The background to this is two police operations against trafficking. Pentameter 1 took place in 2006. It involved all 55 police forces, raided 515 premises, and produced 88 confirmed victims of trafficking.

Pentameter 2 – as described in the Home Office Review – took place between October 2007 and March 2008, again involved all 55 police forces, raided 822 premises and rescued 172 victims.

According to the Home Office there are about 80,000 people involved in prostitution in the UK. The police raids will presumably have targeted massage parlours offering exotic lovelies rather than English girls. The results are thus pretty disappointing.

Much of the academic work on prostitution is critical of the direction the Home Office is taking. Similar criticisms are made by the English Collective of Prostitutes. Some of the main criticisms of the assault on trafficking are: Surveys suggest that some 10 per cent of British men have paid for sex at some time.

Criminalising 10 per cent of the male population should be approached with caution.

Although there are undoubtedly violent and unpleasant clients, a major theme of reports of visits to prostitutes on websites such as Punternet is affectionate appreciation, a desire for GFE (Girl Friend Experience).

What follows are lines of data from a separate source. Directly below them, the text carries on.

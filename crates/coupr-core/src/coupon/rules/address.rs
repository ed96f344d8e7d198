//! Street-address signals.

use super::patterns::{OFFER_LANGUAGE, STREET_TOKENS, ZIP};

/// Check whether a line contains a street-suffix or unit token as a whole word.
pub fn has_street_token(line: &str) -> bool {
    line.split_whitespace().any(|word| {
        if word.starts_with('#') {
            return true;
        }
        let token = word
            .trim_matches(|c: char| !c.is_alphanumeric())
            .to_uppercase();
        !token.is_empty() && STREET_TOKENS.contains(&token.as_str())
    })
}

/// Check whether a line contains a 5-digit ZIP code (optionally ZIP+4).
pub fn has_zip(line: &str) -> bool {
    ZIP.is_match(line)
}

/// A line is address-like when it has a street token or a ZIP code.
pub fn is_address_like(line: &str) -> bool {
    has_street_token(line) || has_zip(line)
}

/// Marketing copy that must never be taken for an address.
pub fn is_offer_language(line: &str) -> bool {
    OFFER_LANGUAGE.is_match(line)
}

#[cfg(test)]
mod tests {
    use super::*;

    #[test]
    fn test_street_tokens() {
        assert!(has_street_token("123 Main St."));
        assert!(has_street_token("4400 28th Ave SW"));
        assert!(has_street_token("Suite 200"));
        assert!(has_street_token("Unit #4"));
        assert!(has_street_token("Cascade Rd, Grand Rapids"));
        assert!(!has_street_token("SUBWAY"));
        assert!(!has_street_token("Stand by for deals"));
    }

    #[test]
    fn test_zip() {
        assert!(has_zip("Grand Rapids, MI 49546"));
        assert!(!has_zip("Call 555-0198"));
    }

    #[test]
    fn test_address_like() {
        assert!(is_address_like("Kentwood MI 49512"));
        assert!(is_address_like("2055 28th St SE"));
        assert!(!is_address_like("CHIPOTLE MEXICAN GRILL"));
    }

    #[test]
    fn test_offer_language() {
        assert!(is_offer_language("Buy One Get One Free at checkout"));
        assert!(is_offer_language("Customer must present coupon"));
        assert!(!is_offer_language("2055 28th St SE"));
    }
}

The majority of women working as independent escorts or in massage parlours appear to be British, not trafficked or coerced, and not addicted to drugs. Their motivation is essentially financial. One of the entries on the SAAFE website, which offers advice to independent escorts, counsels them to pace themselves because it is easy to get tired out because of the temptation to overwork thanks to the large amounts of money to be made.

Although trafficking people into sexual and other forms of slavery undoubtedly occurs, it should be remembered that there is also people smuggling, meaning getting illegal immigrants into Britain for a fee.

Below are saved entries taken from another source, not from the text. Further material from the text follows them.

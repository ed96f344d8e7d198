//! Persistence contracts for the coupon backend.
//!
//! [`CouponRecord`] is the insert payload built from an extraction;
//! [`CouponRow`] is a typed view of rows read back from the backend,
//! validated once at the boundary.

use chrono::{DateTime, NaiveDate, Utc};
use serde::{Deserialize, Serialize};
use serde_json::{Map, Value};

use super::coupon::{GeoPoint, ParsedCoupon, RedemptionMode};
use crate::error::RecordError;

/// Version tag stored with every record so old parses can be re-run.
pub const PARSER_VERSION: &str = concat!("coupr-", env!("CARGO_PKG_VERSION"));

/// Record-insert payload for a captured coupon.
#[derive(Debug, Clone, PartialEq, Serialize, Deserialize)]
pub struct CouponRecord {
    pub owner_id: String,
    pub store: Option<String>,
    pub title: Option<String>,
    pub terms: Option<String>,
    /// End of the expiry day, UTC.
    pub expires_at: Option<DateTime<Utc>>,
    pub attributes: CouponAttributes,
}

/// Free-form attributes stored alongside the record.
#[derive(Debug, Clone, PartialEq, Serialize, Deserialize)]
pub struct CouponAttributes {
    pub raw_text: String,
    pub parser_version: String,
    #[serde(default, skip_serializing_if = "Option::is_none")]
    pub address: Option<String>,
    #[serde(default, skip_serializing_if = "Option::is_none")]
    pub phone: Option<String>,
    #[serde(default)]
    pub mode: RedemptionMode,
    #[serde(default, skip_serializing_if = "Option::is_none")]
    pub location_note: Option<String>,
    #[serde(default, skip_serializing_if = "Option::is_none")]
    pub geo: Option<GeoPoint>,
}

impl CouponRecord {
    /// Build the insert payload for `owner_id` from an extraction.
    pub fn from_parsed(
        owner_id: impl Into<String>,
        coupon: &ParsedCoupon,
        raw_text: &str,
    ) -> Result<Self, RecordError> {
        let owner_id = owner_id.into();
        if owner_id.trim().is_empty() {
            return Err(RecordError::MissingField("owner_id".to_string()));
        }

        Ok(Self {
            owner_id,
            store: coupon.store.clone(),
            title: coupon.title.clone(),
            terms: coupon.terms.clone(),
            expires_at: coupon.expires_at.and_then(end_of_day),
            attributes: CouponAttributes {
                raw_text: raw_text.to_string(),
                parser_version: PARSER_VERSION.to_string(),
                address: coupon.address.clone(),
                phone: coupon.phone.clone(),
                mode: coupon.mode,
                location_note: coupon.location_note.clone(),
                geo: coupon.geo,
            },
        })
    }
}

fn end_of_day(date: NaiveDate) -> Option<DateTime<Utc>> {
    date.and_hms_opt(23, 59, 59).map(|dt| dt.and_utc())
}

/// A coupon row as returned by the backend feed.
#[derive(Debug, Clone, PartialEq)]
pub struct CouponRow {
    pub id: String,
    pub owner_id: String,
    pub store: Option<String>,
    pub title: Option<String>,
    pub terms: Option<String>,
    pub expires_at: Option<NaiveDate>,
    pub is_public: bool,
    pub attributes: Map<String, Value>,
}

impl CouponRow {
    /// Raw OCR text kept in the attributes bag, if any.
    pub fn raw_text(&self) -> Option<&str> {
        self.attributes.get("raw_text").and_then(Value::as_str)
    }
}

impl TryFrom<Value> for CouponRow {
    type Error = RecordError;

    fn try_from(value: Value) -> Result<Self, Self::Error> {
        let Value::Object(mut obj) = value else {
            return Err(RecordError::InvalidField {
                field: "row".to_string(),
                reason: "expected a JSON object".to_string(),
            });
        };

        let id = match obj.remove("id") {
            Some(Value::String(s)) if !s.is_empty() => s,
            Some(Value::Number(n)) => n.to_string(),
            Some(Value::Null) | None => return Err(RecordError::MissingField("id".to_string())),
            Some(other) => return Err(invalid("id", &other)),
        };

        let owner_id = optional_string(&mut obj, "owner_id")?
            .filter(|s| !s.is_empty())
            .ok_or_else(|| RecordError::MissingField("owner_id".to_string()))?;

        let expires_at = optional_string(&mut obj, "expires_at")?
            .map(|s| parse_row_date(&s))
            .transpose()?;

        let is_public = match obj.remove("is_public") {
            Some(Value::Bool(b)) => b,
            Some(Value::Null) | None => false,
            Some(other) => return Err(invalid("is_public", &other)),
        };

        let attributes = match obj.remove("attributes") {
            Some(Value::Object(map)) => map,
            Some(Value::Null) | None => Map::new(),
            Some(other) => return Err(invalid("attributes", &other)),
        };

        Ok(Self {
            id,
            owner_id,
            store: optional_string(&mut obj, "store")?,
            title: optional_string(&mut obj, "title")?,
            terms: optional_string(&mut obj, "terms")?,
            expires_at,
            is_public,
            attributes,
        })
    }
}

fn optional_string(
    obj: &mut Map<String, Value>,
    field: &str,
) -> Result<Option<String>, RecordError> {
    match obj.remove(field) {
        Some(Value::String(s)) => Ok(Some(s)),
        Some(Value::Null) | None => Ok(None),
        Some(other) => Err(invalid(field, &other)),
    }
}

fn parse_row_date(s: &str) -> Result<NaiveDate, RecordError> {
    DateTime::parse_from_rfc3339(s)
        .map(|dt| dt.with_timezone(&Utc).date_naive())
        .or_else(|_| NaiveDate::parse_from_str(s, "%Y-%m-%d"))
        .map_err(|e| RecordError::InvalidField {
            field: "expires_at".to_string(),
            reason: format!("'{}': {}", s, e),
        })
}

fn invalid(field: &str, value: &Value) -> RecordError {
    RecordError::InvalidField {
        field: field.to_string(),
        reason: format!("unexpected value {}", value),
    }
}

#[cfg(test)]
mod tests {
    use super::*;
    use pretty_assertions::assert_eq;
    use serde_json::json;

    fn sample_coupon() -> ParsedCoupon {
        ParsedCoupon {
            store: Some("SUBWAY".to_string()),
            address: Some("2055 28th St SE".to_string()),
            phone: Some("(616) 555-0198".to_string()),
            mode: RedemptionMode::Pickup,
            title: Some("$5 off".to_string()),
            expires_at: NaiveDate::from_ymd_opt(2026, 12, 31),
            ..ParsedCoupon::default()
        }
    }

    #[test]
    fn test_record_from_parsed() {
        let record =
            CouponRecord::from_parsed("user-1", &sample_coupon(), "SUBWAY\n$5 off").unwrap();

        assert_eq!(record.owner_id, "user-1");
        assert_eq!(record.title.as_deref(), Some("$5 off"));
        assert_eq!(
            record.expires_at.map(|d| d.to_rfc3339()),
            Some("2026-12-31T23:59:59+00:00".to_string())
        );
        assert_eq!(record.attributes.raw_text, "SUBWAY\n$5 off");
        assert_eq!(record.attributes.parser_version, PARSER_VERSION);
        assert_eq!(record.attributes.mode, RedemptionMode::Pickup);
    }

    #[test]
    fn test_record_requires_owner() {
        let err = CouponRecord::from_parsed("  ", &sample_coupon(), "").unwrap_err();
        assert!(matches!(err, RecordError::MissingField(f) if f == "owner_id"));
    }

    #[test]
    fn test_row_from_value() {
        let row = CouponRow::try_from(json!({
            "id": 17,
            "owner_id": "user-1",
            "store": "SUBWAY",
            "title": null,
            "expires_at": "2026-12-31T23:59:59Z",
            "is_public": true,
            "attributes": {"raw_text": "SUBWAY", "parser_version": "coupr-0.1.0"}
        }))
        .unwrap();

        assert_eq!(row.id, "17");
        assert_eq!(row.store.as_deref(), Some("SUBWAY"));
        assert_eq!(row.title, None);
        assert_eq!(row.expires_at, NaiveDate::from_ymd_opt(2026, 12, 31));
        assert!(row.is_public);
        assert_eq!(row.raw_text(), Some("SUBWAY"));
    }

    #[test]
    fn test_row_plain_date() {
        let row = CouponRow::try_from(json!({
            "id": "a1",
            "owner_id": "user-1",
            "expires_at": "2026-01-05"
        }))
        .unwrap();
        assert_eq!(row.expires_at, NaiveDate::from_ymd_opt(2026, 1, 5));
        assert!(!row.is_public);
        assert!(row.attributes.is_empty());
    }

    #[test]
    fn test_row_validation_errors() {
        assert!(matches!(
            CouponRow::try_from(json!({"owner_id": "u"})),
            Err(RecordError::MissingField(f)) if f == "id"
        ));
        assert!(matches!(
            CouponRow::try_from(json!({"id": "1"})),
            Err(RecordError::MissingField(f)) if f == "owner_id"
        ));
        assert!(matches!(
            CouponRow::try_from(json!({"id": "1", "owner_id": "u", "store": 5})),
            Err(RecordError::InvalidField { field, .. }) if field == "store"
        ));
        assert!(matches!(
            CouponRow::try_from(json!({"id": "1", "owner_id": "u", "expires_at": "soon"})),
            Err(RecordError::InvalidField { field, .. }) if field == "expires_at"
        ));
        assert!(CouponRow::try_from(json!([1, 2])).is_err());
    }
}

Undocumented economic migrants are terribly vulnerable to exploitation. Those working in prostitution may well simply regard it as more lucrative than agricultural work, food preparation, working in restaurants or cockle picking. Earnings from prostitution in Britain are higher than in Third World countries, so that the UK is attractive to women already working as prostitutes elsewhere for the same sorts of reasons that the UK is attractive to other people from the Third World.

A common situation seems to be something in between slavery and free labour, in which the migrant is helping to pay off the smuggling fee.

A major source of anxiety for undocumented migrants working as prostitutes is that their ‘rescue’ will lead to deportation. They may be reluctant to give evidence against ‘traffickers’ because they are trying to keep their side of a bargain with the people who got them here, rather than because of intimidation.

Clients are a potential resource against trafficking into sexual slavery, as they can be encouraged to report possible trafficking by organisations such as BlueBlindfold. If they are criminalised by a strict liability offence and the possibility of being accused of rape they are unlikely to do so.

Working in a brothel or massage parlour is generally seen as the safest way of engaging in prostitution. The major danger appears to be robbery rather than sexual violence.

Academics also tend to be critical of the Home Office encouragement of a zero tolerance approach to street prostitution as piloted in Middlesbrough.

Street prostitution has been a perennial feature of British life since at least the middle ages, when many towns had a street called Gropecunt Lane.

There is therefore a worry that such a policy will merely push street prostitution underground and make it more dangerous for the women involved.

Such an approach tends to disrupt outreach schemes which offer counselling, health advice and encouragement to quit.

Because potential clients are afraid of arrest in red light areas, prostitutes tend to work in other areas, at greater danger to themselves. This can involve a shift from light industrial areas, which are relatively empty in the evening, to residential areas.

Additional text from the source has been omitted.